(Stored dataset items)
§

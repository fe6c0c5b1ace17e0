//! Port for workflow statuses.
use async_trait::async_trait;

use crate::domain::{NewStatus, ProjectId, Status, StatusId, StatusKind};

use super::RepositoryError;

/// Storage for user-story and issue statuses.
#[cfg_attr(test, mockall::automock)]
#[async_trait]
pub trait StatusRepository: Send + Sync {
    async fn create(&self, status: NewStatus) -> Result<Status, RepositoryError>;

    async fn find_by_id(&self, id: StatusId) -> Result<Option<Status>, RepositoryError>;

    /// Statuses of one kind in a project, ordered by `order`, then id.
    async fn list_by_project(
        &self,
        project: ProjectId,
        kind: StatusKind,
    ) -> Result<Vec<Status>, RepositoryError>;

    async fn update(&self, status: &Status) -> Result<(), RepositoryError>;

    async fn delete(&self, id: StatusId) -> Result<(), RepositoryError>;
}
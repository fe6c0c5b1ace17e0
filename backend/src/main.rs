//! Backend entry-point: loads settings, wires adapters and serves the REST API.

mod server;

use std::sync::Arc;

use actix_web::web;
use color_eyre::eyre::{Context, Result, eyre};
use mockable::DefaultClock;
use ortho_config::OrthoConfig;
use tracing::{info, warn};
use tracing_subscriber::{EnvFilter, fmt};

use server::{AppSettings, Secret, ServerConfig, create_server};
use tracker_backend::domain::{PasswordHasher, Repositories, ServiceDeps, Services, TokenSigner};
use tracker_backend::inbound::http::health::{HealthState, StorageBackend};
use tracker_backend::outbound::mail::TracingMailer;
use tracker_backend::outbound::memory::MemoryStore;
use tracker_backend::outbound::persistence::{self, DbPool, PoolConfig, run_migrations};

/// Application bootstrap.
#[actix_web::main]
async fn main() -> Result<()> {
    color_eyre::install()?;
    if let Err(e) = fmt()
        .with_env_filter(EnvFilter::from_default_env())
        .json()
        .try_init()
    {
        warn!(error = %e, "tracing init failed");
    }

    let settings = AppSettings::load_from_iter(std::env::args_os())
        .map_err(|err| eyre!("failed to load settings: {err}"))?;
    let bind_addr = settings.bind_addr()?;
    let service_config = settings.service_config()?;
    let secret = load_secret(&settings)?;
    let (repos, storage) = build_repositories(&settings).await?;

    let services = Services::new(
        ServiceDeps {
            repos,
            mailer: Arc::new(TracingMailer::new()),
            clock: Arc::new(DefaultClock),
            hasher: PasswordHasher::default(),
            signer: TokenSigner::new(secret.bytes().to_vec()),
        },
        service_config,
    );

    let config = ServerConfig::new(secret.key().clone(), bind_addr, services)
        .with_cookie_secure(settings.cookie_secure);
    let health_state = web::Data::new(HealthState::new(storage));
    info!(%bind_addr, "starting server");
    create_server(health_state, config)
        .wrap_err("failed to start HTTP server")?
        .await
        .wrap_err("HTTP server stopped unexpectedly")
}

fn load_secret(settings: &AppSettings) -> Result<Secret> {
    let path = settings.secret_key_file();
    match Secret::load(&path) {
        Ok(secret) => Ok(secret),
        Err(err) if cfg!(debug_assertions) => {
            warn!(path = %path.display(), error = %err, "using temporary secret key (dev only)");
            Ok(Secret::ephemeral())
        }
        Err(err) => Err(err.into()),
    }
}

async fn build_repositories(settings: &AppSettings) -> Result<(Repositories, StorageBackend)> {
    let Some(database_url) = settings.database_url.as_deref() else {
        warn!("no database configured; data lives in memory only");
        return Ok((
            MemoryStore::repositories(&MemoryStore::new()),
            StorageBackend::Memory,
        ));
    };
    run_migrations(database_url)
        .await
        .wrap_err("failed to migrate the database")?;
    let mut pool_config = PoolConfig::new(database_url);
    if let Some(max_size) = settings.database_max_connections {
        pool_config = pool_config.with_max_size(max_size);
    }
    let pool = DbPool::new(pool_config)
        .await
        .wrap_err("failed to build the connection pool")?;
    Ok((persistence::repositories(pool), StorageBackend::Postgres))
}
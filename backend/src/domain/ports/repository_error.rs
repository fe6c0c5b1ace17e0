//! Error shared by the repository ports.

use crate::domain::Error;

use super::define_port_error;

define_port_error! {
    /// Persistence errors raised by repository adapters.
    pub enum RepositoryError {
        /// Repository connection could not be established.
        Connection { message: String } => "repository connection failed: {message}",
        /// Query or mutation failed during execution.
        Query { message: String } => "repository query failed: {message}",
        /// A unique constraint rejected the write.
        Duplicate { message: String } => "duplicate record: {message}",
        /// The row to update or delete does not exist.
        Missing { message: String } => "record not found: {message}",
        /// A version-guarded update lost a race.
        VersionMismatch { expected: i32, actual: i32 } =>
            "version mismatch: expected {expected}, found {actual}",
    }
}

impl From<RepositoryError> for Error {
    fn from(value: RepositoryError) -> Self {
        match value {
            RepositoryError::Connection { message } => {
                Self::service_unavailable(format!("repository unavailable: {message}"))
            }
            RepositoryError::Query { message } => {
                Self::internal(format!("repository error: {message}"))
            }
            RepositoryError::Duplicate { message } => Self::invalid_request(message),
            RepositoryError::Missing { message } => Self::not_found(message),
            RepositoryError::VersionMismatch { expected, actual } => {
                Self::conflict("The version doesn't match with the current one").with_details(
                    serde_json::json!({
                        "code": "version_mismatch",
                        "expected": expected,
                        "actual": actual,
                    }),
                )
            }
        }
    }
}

§

> **Description of the task**:
In the entries above, find each line with the string "TracingMailer" and copy it.

> **Solved exercise**:
use tracker_backend::outbound::mail::TracingMailer;
            mailer: Arc::new(TracingMailer::new()),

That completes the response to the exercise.